──────── The data ────────

//! # Paper Harvest
//!
//! Collects literature metadata for a set of keywords from PubMed, Crossref
//! and OpenAlex, normalizes it into one record schema, removes duplicates
//! and writes CSV and Markdown reports.
//!
//! ## Architecture
//!
//! The library is organized into several modules:
//!
//! - [`models`]: The normalized [`Record`] and its identity key
//! - [`sources`]: Upstream adapters behind the [`Source`] trait
//! - [`pipeline`]: Concurrent fan-out over (source, keyword) pairs
//! - [`output`]: CSV and Markdown writers
//! - [`utils`]: HTTP client, field normalizers and deduplication
//! - [`config`]: Configuration management

pub mod config;
pub mod models;
pub mod output;
pub mod pipeline;
pub mod sources;
pub mod utils;

// Re-export commonly used types
pub use models::{Record, RecordBuilder, SourceKind};
pub use pipeline::{HarvestReport, Orchestrator, OrchestratorConfig};
pub use sources::{Source, SourceError, SourceRegistry};

/// Library version
pub const VERSION: &str = env!("CARGO_PKG_VERSION");
//! HTTP client utilities.

use reqwest::Client;
use serde::de::DeserializeOwned;
use std::sync::Arc;
use std::time::Duration;

use crate::sources::SourceError;

/// Default per-request deadline
pub const DEFAULT_TIMEOUT: Duration = Duration::from_secs(30);

/// Build the identifying `User-Agent` sent to every upstream API
pub fn user_agent(contact_email: Option<&str>) -> String {
    match contact_email {
        Some(email) if !email.trim().is_empty() => format!(
            "{}/{} (mailto:{})",
            env!("CARGO_PKG_NAME"),
            env!("CARGO_PKG_VERSION"),
            email.trim()
        ),
        _ => format!("{}/{}", env!("CARGO_PKG_NAME"), env!("CARGO_PKG_VERSION")),
    }
}

/// Shared HTTP client with a fixed user agent and request timeout
#[derive(Debug, Clone)]
pub struct HttpClient {
    client: Arc<Client>,
}

impl HttpClient {
    /// Create a new HTTP client with default settings
    pub fn new() -> Result<Self, SourceError> {
        Self::with_user_agent(&user_agent(None), DEFAULT_TIMEOUT)
    }

    /// Create a new HTTP client with a custom user agent and timeout
    pub fn with_user_agent(user_agent: &str, timeout: Duration) -> Result<Self, SourceError> {
        let client = Client::builder()
            .user_agent(user_agent)
            .timeout(timeout)
            .connect_timeout(Duration::from_secs(10).min(timeout))
            .pool_idle_timeout(Duration::from_secs(90))
            .build()
            .map_err(|e| SourceError::Other(format!("Failed to create HTTP client: {}", e)))?;

        Ok(Self {
            client: Arc::new(client),
        })
    }

    /// Get the underlying client
    pub fn client(&self) -> &Client {
        &self.client
    }

    /// GET a URL and return the body as text. Any non-2xx status is an error.
    pub async fn get_text(&self, url: &str, source_name: &str) -> Result<String, SourceError> {
        tracing::debug!("GET {}", url);

        let response = self.client.get(url).send().await.map_err(|e| {
            SourceError::Network(format!("Failed to query {}: {}", source_name, e))
        })?;

        let status = response.status();
        if !status.is_success() {
            return Err(SourceError::Api(format!(
                "{} API returned status: {}",
                source_name, status
            )));
        }

        response
            .text()
            .await
            .map_err(|e| SourceError::Network(format!("Failed to read response: {}", e)))
    }

    /// GET a URL and deserialize the JSON body
    pub async fn get_json<T: DeserializeOwned>(
        &self,
        url: &str,
        source_name: &str,
    ) -> Result<T, SourceError> {
        let body = self.get_text(url, source_name).await?;
        serde_json::from_str(&body).map_err(|e| {
            SourceError::Parse(format!("Failed to parse {} JSON: {}", source_name, e))
        })
    }
}

#[cfg(test)]
mod tests {
    use super::*;

    #[test]
    fn test_user_agent_with_email() {
        let ua = user_agent(Some("lab@example.org"));
        assert!(ua.starts_with("paper-harvest/"));
        assert!(ua.ends_with("(mailto:lab@example.org)"));
    }

    #[test]
    fn test_user_agent_without_email() {
        assert!(!user_agent(None).contains("mailto"));
        assert!(!user_agent(Some("  ")).contains("mailto"));
    }

    #[tokio::test]
    async fn test_non_success_status_is_error() {
        let mut server = mockito::Server::new_async().await;
        let _m = server
            .mock("GET", "/missing")
            .with_status(503)
            .create_async()
            .await;

        let client = HttpClient::new().unwrap();
        let err = client
            .get_text(&format!("{}/missing", server.url()), "Test")
            .await
            .unwrap_err();

        assert!(matches!(err, SourceError::Api(msg) if msg.contains("503")));
    }

    #[tokio::test]
    async fn test_get_json_parse_error() {
        let mut server = mockito::Server::new_async().await;
        let _m = server
            .mock("GET", "/bad")
            .with_status(200)
            .with_body("{not json")
            .create_async()
            .await;

        let client = HttpClient::new().unwrap();
        let result: Result<serde_json::Value, _> = client
            .get_json(&format!("{}/bad", server.url()), "Test")
            .await;

        assert!(matches!(result, Err(SourceError::Parse(_))));
    }
}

────────

How to complete this task
Write out every line of the material again, exactly as it reads.

Result below
//! # Paper Harvest
//!
//! Collects literature metadata for a set of keywords from PubMed, Crossref
//! and OpenAlex, normalizes it into one record schema, removes duplicates
//! and writes CSV and Markdown reports.
//!
//! ## Architecture
//!
//! The library is organized into several modules:
//!
//! - [`models`]: The normalized [`Record`] and its identity key
//! - [`sources`]: Upstream adapters behind the [`Source`] trait
//! - [`pipeline`]: Concurrent fan-out over (source, keyword) pairs
//! - [`output`]: CSV and Markdown writers
//! - [`utils`]: HTTP client, field normalizers and deduplication
//! - [`config`]: Configuration management

pub mod config;
pub mod models;
pub mod output;
pub mod pipeline;
pub mod sources;
pub mod utils;

// Re-export commonly used types
pub use models::{Record, RecordBuilder, SourceKind};
pub use pipeline::{HarvestReport, Orchestrator, OrchestratorConfig};
pub use sources::{Source, SourceError, SourceRegistry};

/// Library version
pub const VERSION: &str = env!("CARGO_PKG_VERSION");
//! HTTP client utilities.

use reqwest::Client;
use serde::de::DeserializeOwned;
use std::sync::Arc;
use std::time::Duration;

use crate::sources::SourceError;

/// Default per-request deadline
pub const DEFAULT_TIMEOUT: Duration = Duration::from_secs(30);

/// Build the identifying `User-Agent` sent to every upstream API
pub fn user_agent(contact_email: Option<&str>) -> String {
    match contact_email {
        Some(email) if !email.trim().is_empty() => format!(
            "{}/{} (mailto:{})",
            env!("CARGO_PKG_NAME"),
            env!("CARGO_PKG_VERSION"),
            email.trim()
        ),
        _ => format!("{}/{}", env!("CARGO_PKG_NAME"), env!("CARGO_PKG_VERSION")),
    }
}

/// Shared HTTP client with a fixed user agent and request timeout
#[derive(Debug, Clone)]
pub struct HttpClient {
    client: Arc<Client>,
}

impl HttpClient {
    /// Create a new HTTP client with default settings
    pub fn new() -> Result<Self, SourceError> {
        Self::with_user_agent(&user_agent(None), DEFAULT_TIMEOUT)
    }

    /// Create a new HTTP client with a custom user agent and timeout
    pub fn with_user_agent(user_agent: &str, timeout: Duration) -> Result<Self, SourceError> {
        let client = Client::builder()
            .user_agent(user_agent)
            .timeout(timeout)
            .connect_timeout(Duration::from_secs(10).min(timeout))
            .pool_idle_timeout(Duration::from_secs(90))
            .build()
            .map_err(|e| SourceError::Other(format!("Failed to create HTTP client: {}", e)))?;

        Ok(Self {
            client: Arc::new(client),
        })
    }

    /// Get the underlying client
    pub fn client(&self) -> &Client {
        &self.client
    }

    /// GET a URL and return the body as text. Any non-2xx status is an error.
    pub async fn get_text(&self, url: &str, source_name: &str) -> Result<String, SourceError> {
        tracing::debug!("GET {}", url);

        let response = self.client.get(url).send().await.map_err(|e| {
            SourceError::Network(format!("Failed to query {}: {}", source_name, e))
        })?;

        let status = response.status();
        if !status.is_success() {
            return Err(SourceError::Api(format!(
                "{} API returned status: {}",
                source_name, status
            )));
        }

        response
            .text()
            .await
            .map_err(|e| SourceError::Network(format!("Failed to read response: {}", e)))
    }

    /// GET a URL and deserialize the JSON body
    pub async fn get_json<T: DeserializeOwned>(
        &self,
        url: &str,
        source_name: &str,
    ) -> Result<T, SourceError> {
        let body = self.get_text(url, source_name).await?;
        serde_json::from_str(&body).map_err(|e| {
            SourceError::Parse(format!("Failed to parse {} JSON: {}", source_name, e))
        })
    }
}

#[cfg(test)]
mod tests {
    use super::*;

    #[test]
    fn test_user_agent_with_email() {
        let ua = user_agent(Some("lab@example.org"));
        assert!(ua.starts_with("paper-harvest/"));
        assert!(ua.ends_with("(mailto:lab@example.org)"));
    }

    #[test]
    fn test_user_agent_without_email() {
        assert!(!user_agent(None).contains("mailto"));
        assert!(!user_agent(Some("  ")).contains("mailto"));
    }

    #[tokio::test]
    async fn test_non_success_status_is_error() {
        let mut server = mockito::Server::new_async().await;
        let _m = server
            .mock("GET", "/missing")
            .with_status(503)
            .create_async()
            .await;

        let client = HttpClient::new().unwrap();
        let err = client
            .get_text(&format!("{}/missing", server.url()), "Test")
            .await
            .unwrap_err();

        assert!(matches!(err, SourceError::Api(msg) if msg.contains("503")));
    }

    #[tokio::test]
    async fn test_get_json_parse_error() {
        let mut server = mockito::Server::new_async().await;
        let _m = server
            .mock("GET", "/bad")
            .with_status(200)
            .with_body("{not json")
            .create_async()
            .await;

        let client = HttpClient::new().unwrap();
        let result: Result<serde_json::Value, _> = client
            .get_json(&format!("{}/bad", server.url()), "Test")
            .await;

        assert!(matches!(result, Err(SourceError::Parse(_))));
    }
}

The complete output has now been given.